TÜİK verilerine okuma yazma bilmeyen seçmen sayılarında 27.05.2010 ADNKS Ulusal Eğitim İstatistikleri Veritabanı verilerine bakınca görünenler:
65.049.093 Toplam Nüfus, bu nüfus içerisinde okuma-yazma bilmeyen kişi sayısı: 4.672.257
Söz konusu tarih itibariyle veri tabanına göre seçmen sayısının 49.777.490 kişi olması gerekli
Seçme yaşının 18 olduğundan hareketle 18 yaş üstü nüfusta okuma yazma bilmeyen kişi sayısı 4.597.579
Bu verilere göre oy kullanabileceklerin yaklaşık %9.23 ü okuma yazma bilmiyor.

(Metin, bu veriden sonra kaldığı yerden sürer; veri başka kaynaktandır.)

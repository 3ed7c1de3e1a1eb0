//! Service model: specs registered by integrations and the resolved
//! invocation handed to their handlers.

use std::collections::HashMap;
use std::sync::Arc;

use async_trait::async_trait;
use serde::{Deserialize, Serialize};
use serde_json::{Map, Value};

use crate::domain::errors::{EngineError, EngineResult};
use crate::domain::models::entity::EntityType;
use crate::domain::models::event::Context;

/// Kind of target a service accepts. Only entities for now.
#[derive(Debug, Clone, Copy, PartialEq, Eq, Serialize, Deserialize)]
#[serde(rename_all = "snake_case")]
pub enum TargetType {
    Entity,
}

/// Which targets a service accepts.
#[derive(Debug, Clone, Default, Serialize, Deserialize)]
pub struct TargetSpec {
    #[serde(default)]
    pub types: Vec<TargetType>,
    #[serde(default)]
    pub entity_types: Vec<EntityType>,
}

/// Schema metadata for one required service parameter.
#[derive(Debug, Clone, PartialEq, Eq, Serialize, Deserialize)]
pub struct ParamMetadata {
    pub data_type: String,
    pub description: String,
}

/// One target of a service invocation, carrying both the canonical id and
/// the integration-local id the handler actually needs.
#[derive(Debug, Clone)]
pub struct ResolvedTarget {
    pub entity_id: String,
    pub external_id: String,
}

/// A fully resolved service call: templates substituted, targets mapped to
/// external ids, context threaded from the causing event.
#[derive(Debug, Clone)]
pub struct ServiceInvocation {
    pub domain: String,
    pub service: String,
    pub targets: Vec<ResolvedTarget>,
    pub params: Map<String, Value>,
    pub blocking: bool,
    pub context: Context,
}

impl ServiceInvocation {
    pub fn qualified_name(&self) -> String {
        format!("{}.{}", self.domain, self.service)
    }

    pub fn float_param(&self, key: &str) -> EngineResult<f64> {
        self.params
            .get(key)
            .ok_or_else(|| EngineError::MissingParam(key.to_string()))?
            .as_f64()
            .ok_or(EngineError::InvalidParam {
                key: key.to_string(),
                expected: "a number",
            })
    }

    pub fn int_param(&self, key: &str) -> EngineResult<i64> {
        self.params
            .get(key)
            .ok_or_else(|| EngineError::MissingParam(key.to_string()))?
            .as_i64()
            .ok_or(EngineError::InvalidParam {
                key: key.to_string(),
                expected: "an integer",
            })
    }

    pub fn bool_param(&self, key: &str) -> EngineResult<bool> {
        self.params
            .get(key)
            .ok_or_else(|| EngineError::MissingParam(key.to_string()))?
            .as_bool()
            .ok_or(EngineError::InvalidParam {
                key: key.to_string(),
                expected: "a boolean",
            })
    }

    pub fn str_param(&self, key: &str) -> EngineResult<&str> {
        self.params
            .get(key)
            .ok_or_else(|| EngineError::MissingParam(key.to_string()))?
            .as_str()
            .ok_or(EngineError::InvalidParam {
                key: key.to_string(),
                expected: "a string",
            })
    }
}

/// Implemented by integrations for each service they expose. Handlers may
/// do network I/O; the worker pool wraps every call in the action deadline.
#[async_trait]
pub trait ServiceHandler: Send + Sync {
    async fn call(&self, invocation: &ServiceInvocation) -> EngineResult<()>;
}

/// A registered service: its handler plus the schema the API surface
/// exposes.
#[derive(Clone)]
pub struct ServiceSpec {
    pub handler: Arc<dyn ServiceHandler>,
    pub required_params: HashMap<String, ParamMetadata>,
    pub allowed_targets: TargetSpec,
}

impl std::fmt::Debug for ServiceSpec {
    fn fmt(&self, f: &mut std::fmt::Formatter<'_>) -> std::fmt::Result {
        f.debug_struct("ServiceSpec")
            .field("required_params", &self.required_params)
            .field("allowed_targets", &self.allowed_targets)
            .finish_non_exhaustive()
    }
}

#[cfg(test)]
mod tests {
    use super::*;
    use serde_json::json;

    fn invocation(params: Map<String, Value>) -> ServiceInvocation {
        ServiceInvocation {
            domain: "hue".into(),
            service: "set_brightness".into(),
            targets: vec![],
            params,
            blocking: true,
            context: Context::new(),
        }
    }

    #[test]
    fn test_param_accessors() {
        let mut params = Map::new();
        params.insert("brightness".into(), json!(70.5));
        params.insert("on".into(), json!(true));
        params.insert("scene".into(), json!("movie"));
        let inv = invocation(params);

        assert!((inv.float_param("brightness").unwrap() - 70.5).abs() < f64::EPSILON);
        assert!(inv.bool_param("on").unwrap());
        assert_eq!(inv.str_param("scene").unwrap(), "movie");
        assert!(matches!(
            inv.float_param("missing"),
            Err(EngineError::MissingParam(_))
        ));
        assert!(matches!(
            inv.int_param("scene"),
            Err(EngineError::InvalidParam { .. })
        ));
    }
}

Bu konuda araştırma yaptıklarını medyadan öğrendiğim A&G Araştırma Şirketi’nin sahibi Adil Gür neler demiş seçmen araştırmaları konusunda, bakalım:
...
Bu referandumda daha muhafazakâr olan insanlar, fakirler, garibanlar ve düşük eğitimliler çok yüksek oranda “evet” diyecekler. Yüksek gelirliler, eğitimliler ise yüksek oranda “hayır” diyecek. Çünkü “evet” ve “hayır” oyları sosyoekonomik yapıyla yakından ilgili. Biz altı araştırmada da bunu gördük.
...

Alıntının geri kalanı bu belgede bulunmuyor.